The University of Namibia (Unam) council has appointed Associate Professor Kenneth Matengu as the university’s new Vice-Chancellor, who in history also becomes the youngest person to occupy that top job.
Matengu, 40-years-old was appointed on Friday, following the retirement of Professor Lazarus Hangula, who served the institution for 25 years in various academic roles.
Matengu emerged the successful candidate among the four candidates who last week provided – in front of a curious and likely interrogative mob of public members – their vision for the University of Namibia.
The other two candidates that are all currently employed at Unam who contested the top job are Associate professors Elizabeth Amukugo and Frednard Gideon, as well as Professor Lucius Botes, a South African citizen.
New Era was unable to get hold of Matengu yesterday, to engage him on his new appointment as he is currently out of the country.
Unam’s Director for Communications and Marketing Edwin Tjiramba, on Friday said Unam council has unanimously appointed Matengu as the university’s third vice chancellor.

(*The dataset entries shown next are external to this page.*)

//! HTTP surface: backend control routes and the app ingress proxy.

mod handlers;

use axum::routing::{any, delete, get, post};
use axum::Router;
use std::sync::Arc;
use std::time::Duration;
use tower_http::trace::TraceLayer;

use crate::manager::BackendManager;
use crate::proxy::IngressProxy;

/// How long start and stop handlers wait before reporting the state
pub const SETTLE_DELAY: Duration = Duration::from_millis(200);

#[derive(Clone)]
pub struct AppState {
    pub manager: BackendManager,
    pub proxy: Arc<IngressProxy>,
    pub settle: Duration,
}

impl AppState {
    pub fn new(manager: BackendManager, proxy: IngressProxy) -> Self {
        Self {
            manager,
            proxy: Arc::new(proxy),
            settle: SETTLE_DELAY,
        }
    }
}

pub fn build_router(state: AppState) -> Router {
    Router::new()
        .route("/health", get(handlers::health))
        .route("/api/apps/:id/backend/start", post(handlers::start))
        .route("/api/apps/:id/backend/stop", post(handlers::stop))
        .route("/api/apps/:id/backend/status", get(handlers::status))
        .route("/api/apps/:id/backend/activity", post(handlers::activity))
        .route("/api/apps/:id/backend/storage", delete(handlers::clear_storage))
        .route("/api/apps/:id/proxy", any(handlers::proxy_root))
        .route("/api/apps/:id/proxy/", any(handlers::proxy_root))
        .route("/api/apps/:id/proxy/*path", any(handlers::proxy))
        .layer(TraceLayer::new_for_http())
        .with_state(state)
}
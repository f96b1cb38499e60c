//! In-memory record store for tests, with write-failure injection.

use async_trait::async_trait;
use std::collections::BTreeMap;
use std::sync::atomic::{AtomicBool, AtomicUsize, Ordering};
use std::sync::{Mutex, PoisonError};

use super::{AppId, BackendRecord, BackendState, BackendStore, StoreError};

#[derive(Debug, Default)]
pub struct MemoryStore {
    records: Mutex<BTreeMap<AppId, BackendRecord>>,
    fail_writes: AtomicBool,
    writes: AtomicUsize,
}

impl MemoryStore {
    pub fn new() -> Self {
        Self::default()
    }

    /// Seed a record without counting it as a write
    pub fn insert(&self, record: BackendRecord) {
        self.lock().insert(record.app_id.clone(), record);
    }

    /// Seed an app with the given source and state
    pub fn with_app(self, id: &str, source: Option<&str>, state: BackendState) -> Self {
        let app_id: AppId = id.parse().expect("valid test app id");
        let mut record = BackendRecord::new(app_id, source.map(ToString::to_string));
        record.backend_state = state;
        if state == BackendState::Running {
            record.backend_port = Some(9000);
        }
        self.insert(record);
        self
    }

    /// Snapshot of a record, bypassing failure injection
    pub fn get(&self, app_id: &AppId) -> Option<BackendRecord> {
        self.lock().get(app_id).cloned()
    }

    pub fn state_of(&self, app_id: &AppId) -> Option<BackendState> {
        self.get(app_id).map(|record| record.backend_state)
    }

    /// Overwrite the stored state directly, as an outside writer would
    pub fn force_state(&self, app_id: &AppId, state: BackendState, port: Option<u16>) {
        if let Some(record) = self.lock().get_mut(app_id) {
            record.backend_state = state;
            record.backend_port = port;
        }
    }

    pub fn set_fail_writes(&self, fail: bool) {
        self.fail_writes.store(fail, Ordering::SeqCst);
    }

    pub fn write_count(&self) -> usize {
        self.writes.load(Ordering::SeqCst)
    }

    fn lock(&self) -> std::sync::MutexGuard<'_, BTreeMap<AppId, BackendRecord>> {
        self.records.lock().unwrap_or_else(PoisonError::into_inner)
    }

    fn check_writable(&self) -> Result<(), StoreError> {
        if self.fail_writes.load(Ordering::SeqCst) {
            return Err(StoreError::unavailable("injected write failure"));
        }
        self.writes.fetch_add(1, Ordering::SeqCst);
        Ok(())
    }
}

#[async_trait]
impl BackendStore for MemoryStore {
    async fn load(&self, app_id: &AppId) -> Result<Option<BackendRecord>, StoreError> {
        Ok(self.get(app_id))
    }

    async fn save(&self, record: &BackendRecord) -> Result<(), StoreError> {
        self.check_writable()?;
        self.insert(record.clone());
        Ok(())
    }

    async fn update_state(
        &self,
        app_id: &AppId,
        state: BackendState,
        port: Option<u16>,
    ) -> Result<(), StoreError> {
        self.check_writable()?;
        let mut records = self.lock();
        let record = records
            .get_mut(app_id)
            .ok_or_else(|| StoreError::not_found(app_id.as_str()))?;
        record.apply_state(state, port);
        Ok(())
    }

    async fn reset_active(&self) -> Result<usize, StoreError> {
        self.check_writable()?;
        let mut reset = 0;
        for record in self.lock().values_mut() {
            if record.backend_state.is_active() || record.backend_port.is_some() {
                record.apply_state(BackendState::Stopped, None);
                reset += 1;
            }
        }
        Ok(reset)
    }

    async fn list(&self) -> Result<Vec<BackendRecord>, StoreError> {
        Ok(self.lock().values().cloned().collect())
    }
}
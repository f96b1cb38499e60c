use std::collections::HashMap;
use std::sync::{Arc, Mutex, MutexGuard, PoisonError};
use tokio::sync::{Mutex as AsyncMutex, OwnedMutexGuard};

use crate::store::AppId;

type AppMutex = Arc<AsyncMutex<()>>;

/// One async mutex per app. Every lifecycle transition of an app runs
/// while holding its lock, so transitions of one app never interleave.
///
/// Entries only live while someone holds or waits for them; the last guard
/// to drop removes its app from the table.
#[derive(Debug, Default)]
pub struct LockTable {
    locks: Mutex<HashMap<AppId, AppMutex>>,
}

/// Held lock of one app. Releasing it may evict the app's table entry.
#[derive(Debug)]
pub struct AppLockGuard<'a> {
    table: &'a LockTable,
    app_id: AppId,
    guard: Option<OwnedMutexGuard<()>>,
}

impl LockTable {
    pub fn new() -> Self {
        Self::default()
    }

    pub async fn lock(&self, app_id: &AppId) -> AppLockGuard<'_> {
        let lock = self.entries().entry(app_id.clone()).or_default().clone();
        AppLockGuard {
            table: self,
            app_id: app_id.clone(),
            guard: Some(lock.lock_owned().await),
        }
    }

    /// Number of apps with a held or awaited lock
    pub fn len(&self) -> usize {
        self.entries().len()
    }

    fn entries(&self) -> MutexGuard<'_, HashMap<AppId, AppMutex>> {
        self.locks.lock().unwrap_or_else(PoisonError::into_inner)
    }
}

impl Drop for AppLockGuard<'_> {
    fn drop(&mut self) {
        // Waiters clone the mutex under the table lock, so with the table
        // lock held a count of one means the map holds the only reference.
        let mut entries = self.table.entries();
        drop(self.guard.take());
        if entries
            .get(&self.app_id)
            .is_some_and(|lock| Arc::strong_count(lock) == 1)
        {
            entries.remove(&self.app_id);
        }
    }
}
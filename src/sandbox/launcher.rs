//! Materializes untrusted backend source and spawns it under the sandbox
//! policy.
//!
//! The spawned command line has a fixed shape:
//! ```bash
//! deno run --allow-net --allow-env=PORT,NWC_URL,STORAGE_PATH \
//!     --allow-read=<storage> --allow-write=<storage> \
//!     --v8-flags=--max-heap-size=32,--max-old-space-size=32 <source file>
//! ```

use chrono::Utc;
use std::io::ErrorKind;
use std::path::{Path, PathBuf};
use std::process::Stdio;
use tokio::fs;
use tokio::process::{Child, Command};
use tracing::{debug, info, warn};

use super::{LaunchError, PortAllocator, SandboxPolicy};
use crate::config::{Config, PathsConfig};
use crate::store::AppId;

/// Prefix generated code uses for routes that are reached through the proxy.
const PROXY_PREFIX: &str = "/PROXY/";

/// Inputs for a single spawn
#[derive(Debug, Clone, Copy)]
pub struct LaunchRequest<'a> {
    pub app_id: &'a AppId,
    pub source_code: &'a str,
    pub nwc_url: Option<&'a str>,
}

/// A freshly spawned backend. The caller takes ownership of the child.
#[derive(Debug)]
pub struct LaunchedProcess {
    pub child: Child,
    pub pid: Option<u32>,
    pub port: u16,
    pub source_path: PathBuf,
    pub storage_path: PathBuf,
}

#[derive(Debug)]
pub struct Launcher {
    program: String,
    base_args: Vec<String>,
    policy: SandboxPolicy,
    paths: PathsConfig,
    ports: PortAllocator,
}

impl Launcher {
    pub fn from_config(config: &Config) -> Result<Self, LaunchError> {
        let (program, base_args) = config
            .runtime
            .program_and_args()
            .map_err(|e| LaunchError::invalid_runtime(e.to_string()))?;

        Ok(Self {
            program,
            base_args,
            policy: SandboxPolicy::from_config(&config.runtime)?,
            paths: config.paths.clone(),
            ports: PortAllocator::new(&config.ports),
        })
    }

    pub fn storage_path(&self, app_id: &AppId) -> PathBuf {
        self.paths.storage_path(app_id)
    }

    /// Write the source, prepare storage, pick a port and spawn.
    ///
    /// On any failure after the source file was written, the file is removed
    /// again before the error is returned.
    pub async fn launch(&self, request: LaunchRequest<'_>) -> Result<LaunchedProcess, LaunchError> {
        let source_path = self.materialize(request.app_id, request.source_code).await?;

        match self.spawn_materialized(request, &source_path).await {
            Ok((child, port, storage_path)) => Ok(LaunchedProcess {
                pid: child.id(),
                child,
                port,
                source_path,
                storage_path,
            }),
            Err(e) => {
                remove_artifact(&source_path).await;
                Err(e)
            }
        }
    }

    async fn materialize(&self, app_id: &AppId, source_code: &str) -> Result<PathBuf, LaunchError> {
        let scratch = self.paths.scratch_dir();
        fs::create_dir_all(&scratch)
            .await
            .map_err(|e| LaunchError::materialize(&scratch, e))?;

        let path = scratch.join(artifact_name(app_id));
        fs::write(&path, rewrite_proxy_prefix(source_code))
            .await
            .map_err(|e| LaunchError::materialize(&path, e))?;

        debug!(app_id = %app_id, path = %path.display(), "Backend source materialized");
        Ok(path)
    }

    async fn spawn_materialized(
        &self,
        request: LaunchRequest<'_>,
        source_path: &Path,
    ) -> Result<(Child, u16, PathBuf), LaunchError> {
        let storage_dir = self.paths.storage_dir(request.app_id);
        fs::create_dir_all(&storage_dir)
            .await
            .map_err(|e| LaunchError::storage(&storage_dir, e))?;
        let storage_path = self.paths.storage_path(request.app_id);

        let port = self.ports.next_port()?;

        let mut command = self.build_command(port, request.nwc_url, &storage_path, source_path);
        info!(
            app_id = %request.app_id,
            port,
            program = %self.program,
            "Spawning backend runtime"
        );

        let child = command
            .spawn()
            .map_err(|e| LaunchError::spawn_failed(&self.program, e))?;

        Ok((child, port, storage_path))
    }

    fn build_command(
        &self,
        port: u16,
        nwc_url: Option<&str>,
        storage_path: &Path,
        source_path: &Path,
    ) -> Command {
        let env = self
            .policy
            .child_env(port, nwc_url, storage_path, |name| std::env::var(name).ok());

        let mut command = Command::new(&self.program);
        command
            .args(&self.base_args)
            .args(self.policy.permission_flags(storage_path))
            .arg(source_path)
            .env_clear()
            .envs(env)
            .stdin(Stdio::null())
            .stdout(Stdio::piped())
            .stderr(Stdio::piped())
            .kill_on_drop(true);
        command
    }
}

/// Delete a materialized source file; a missing file is fine.
pub async fn remove_artifact(path: &Path) {
    match fs::remove_file(path).await {
        Ok(()) => debug!(path = %path.display(), "Removed backend source"),
        Err(e) if e.kind() == ErrorKind::NotFound => {}
        Err(e) => warn!(path = %path.display(), error = %e, "Failed to remove backend source"),
    }
}

fn artifact_name(app_id: &AppId) -> String {
    let nonce = uuid::Uuid::new_v4().simple().to_string();
    format!(
        "app_{app_id}_{}_{}.ts",
        Utc::now().timestamp_millis(),
        &nonce[..8]
    )
}

/// Generated code addresses proxied routes as `/PROXY/...`; inside the
/// process they are served from the root.
pub fn rewrite_proxy_prefix(source: &str) -> String {
    source.replace(PROXY_PREFIX, "/")
}

#[cfg(test)]
mod tests {
    use super::*;
    use crate::testing::{app_id, files_in, TestEnv, CRASHING_BACKEND};
    use std::ffi::OsStr;

    #[test]
    fn test_rewrite_proxy_prefix() {
        let source = "app.get('/PROXY/items', h); fetch('/PROXY/PROXY/x')";
        assert_eq!(
            rewrite_proxy_prefix(source),
            "app.get('/items', h); fetch('/PROXY/x')"
        );
        assert_eq!(rewrite_proxy_prefix("/api/PROXY"), "/api/PROXY");
    }

    #[test]
    fn test_artifact_name_is_unique() {
        let id = app_id("app-7");
        let a = artifact_name(&id);
        let b = artifact_name(&id);
        assert!(a.starts_with("app_app-7_"));
        assert!(Path::new(&a).extension() == Some(OsStr::new("ts")));
        assert_ne!(a, b);
    }

    #[test]
    fn test_command_shape() {
        let mut config = Config::default();
        config.paths.work_dir = PathBuf::from("/work");
        let launcher = Launcher::from_config(&config).unwrap();
        let storage = launcher.storage_path(&app_id("a1"));

        let command = launcher.build_command(
            9005,
            None,
            &storage,
            Path::new("/tmp/lnfly_deno_apps/app_a1.ts"),
        );
        let std = command.as_std();
        assert_eq!(std.get_program(), OsStr::new("deno"));

        let args: Vec<_> = std.get_args().map(|a| a.to_string_lossy().into_owned()).collect();
        assert_eq!(
            args,
            vec![
                "run",
                "--allow-net",
                "--allow-env=PORT,NWC_URL,STORAGE_PATH",
                "--allow-read=/work/apps/a1/storage.json",
                "--allow-write=/work/apps/a1/storage.json",
                "--v8-flags=--max-heap-size=32,--max-old-space-size=32",
                "/tmp/lnfly_deno_apps/app_a1.ts",
            ]
        );

        let envs: Vec<_> = std
            .get_envs()
            .filter_map(|(k, v)| Some((k.to_str()?.to_string(), v?.to_str()?.to_string())))
            .collect();
        assert!(envs.contains(&("PORT".to_string(), "9005".to_string())));
        assert!(envs.contains(&(
            "STORAGE_PATH".to_string(),
            "/work/apps/a1/storage.json".to_string()
        )));
        assert!(!envs.iter().any(|(k, _)| k == "NWC_URL"));
    }

    #[test]
    fn test_invalid_memory_limit_rejected() {
        let mut config = Config::default();
        config.runtime.memory = "huge".to_string();
        let err = Launcher::from_config(&config).unwrap_err();
        assert!(matches!(err, LaunchError::InvalidRuntime { .. }));
    }

    #[tokio::test]
    async fn test_launch_materializes_and_spawns() {
        let env = TestEnv::new();
        let launcher = Launcher::from_config(&env.config).unwrap();
        let id = app_id("spawn-ok");

        let mut launched = launcher
            .launch(LaunchRequest {
                app_id: &id,
                source_code: "fetch('/PROXY/x')\nexit 0\n",
                nwc_url: Some("nostr+walletconnect://w"),
            })
            .await
            .unwrap();

        assert_eq!(launched.port, 9000);
        assert!(launched.pid.is_some());
        let written = std::fs::read_to_string(&launched.source_path).unwrap();
        assert!(written.contains("fetch('/x')"));
        assert!(launched.storage_path.parent().unwrap().is_dir());
        // Storage file itself is left to the backend
        assert!(!launched.storage_path.exists());

        launched.child.wait().await.unwrap();
        remove_artifact(&launched.source_path).await;
        assert!(files_in(&env.scratch_dir()).is_empty());
    }

    #[tokio::test]
    async fn test_spawn_failure_removes_source() {
        let mut env = TestEnv::new();
        env.config.runtime.command = "/nonexistent/deno run".to_string();
        let launcher = Launcher::from_config(&env.config).unwrap();
        let id = app_id("spawn-fail");

        let err = launcher
            .launch(LaunchRequest {
                app_id: &id,
                source_code: CRASHING_BACKEND,
                nwc_url: None,
            })
            .await
            .unwrap_err();

        assert!(err.is_spawn_failure());
        assert!(files_in(&env.scratch_dir()).is_empty());
    }

    #[tokio::test]
    async fn test_remove_artifact_tolerates_missing_file() {
        let dir = tempfile::tempdir().unwrap();
        remove_artifact(&dir.path().join("gone.ts")).await;
    }
}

He said Matengu’s appointment is effective from August 1 and is set for a period of six years.
Matengu who previously served as Unam Pro-Vice Chancellor for Research, Innovation and Development succeeds Hangula whose office tenure ends on July 30.
Hangula took over as Vice-Chancellor of the university in 2004 at the age of 56. He replaced the current Speaker of the National Assembly, Prof Peter Katjavivi, who served as Vice Chancellor at the age of 51 from 1992 to 2003.
Tjiramba described Matengu as “a Unam alumnus, and Associate Research Professor at the university as well as honorary visiting Professor at Cardiff University in Wales, a distinguished researcher with global interrelations and a wide experience of leadership in academia.”
The core responsibility of the vice chancellor is to provide executive leadership and implement the policies of the university council and to ensure the university’s resources are used in ways that most effectively advance the approved mission and the strategic plan of the university.
Tjiramba said the entire selection process from an eight-week applications invitation that ended on December 8 last year, eligibility and contacting of only shortlisted candidates, undergoing psychometric assessments, conducting interviews, public presentations and recommendations are handled by a search committee as prescribed by council.
The final point in recruitment process, Tjiramba added, is that the university council appoints the vice-chancellor after consideration of a report by the search committee.
The search committee members were Sam Shivute, Dr Maggy Beukes-Amiss, Kadiva Hamutumwa, Professor Maruis Hedimbi, Dr Christina Swart-Opperman and Dr David Uirab.